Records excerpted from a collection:
//! Error types for fraudnet.

use thiserror::Error;

/// Result type alias using `FraudError`.
pub type Result<T> = std::result::Result<T, FraudError>;

/// Errors that can occur at the boundaries of the analysis engine.
///
/// The detection and scoring computations themselves never fail; errors only
/// arise from input validation, configuration and the kernel registry.
#[derive(Debug, Error)]
pub enum FraudError {
    /// Input validation failed.
    #[error("Input validation failed: {0}")]
    ValidationError(String),

    /// Configuration error.
    #[error("Configuration error: {0}")]
    ConfigError(String),

    /// Kernel not found in registry.
    #[error("Kernel not found: {0}")]
    KernelNotFound(String),

    /// Kernel already registered.
    #[error("Kernel already registered: {0}")]
    KernelAlreadyRegistered(String),

    /// Internal error.
    #[error("Internal error: {0}")]
    InternalError(String),

    /// IO error.
    #[error("IO error: {0}")]
    IoError(#[from] std::io::Error),
}

impl FraudError {
    /// Create a validation error.
    #[must_use]
    pub fn validation(msg: impl Into<String>) -> Self {
        FraudError::ValidationError(msg.into())
    }

    /// Create a configuration error.
    #[must_use]
    pub fn config(msg: impl Into<String>) -> Self {
        FraudError::ConfigError(msg.into())
    }

    /// Create an internal error.
    #[must_use]
    pub fn internal(msg: impl Into<String>) -> Self {
        FraudError::InternalError(msg.into())
    }

    /// Create a kernel not found error.
    #[must_use]
    pub fn not_found(id: impl Into<String>) -> Self {
        FraudError::KernelNotFound(id.into())
    }

    /// Returns true if the caller can fix the request and retry.
    #[must_use]
    pub fn is_recoverable(&self) -> bool {
        matches!(
            self,
            FraudError::ValidationError(_) | FraudError::ConfigError(_)
        )
    }
}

- What is being asked
Emit verbatim the lines running from the one with "a configuration error." through the last line of the data, both endpoints inclusive.

- Problem solution
    /// Create a configuration error.
    #[must_use]
    pub fn config(msg: impl Into<String>) -> Self {
        FraudError::ConfigError(msg.into())
    }

    /// Create an internal error.
    #[must_use]
    pub fn internal(msg: impl Into<String>) -> Self {
        FraudError::InternalError(msg.into())
    }

    /// Create a kernel not found error.
    #[must_use]
    pub fn not_found(id: impl Into<String>) -> Self {
        FraudError::KernelNotFound(id.into())
    }

    /// Returns true if the caller can fix the request and retry.
    #[must_use]
    pub fn is_recoverable(&self) -> bool {
        matches!(
            self,
            FraudError::ValidationError(_) | FraudError::ConfigError(_)
        )
    }
}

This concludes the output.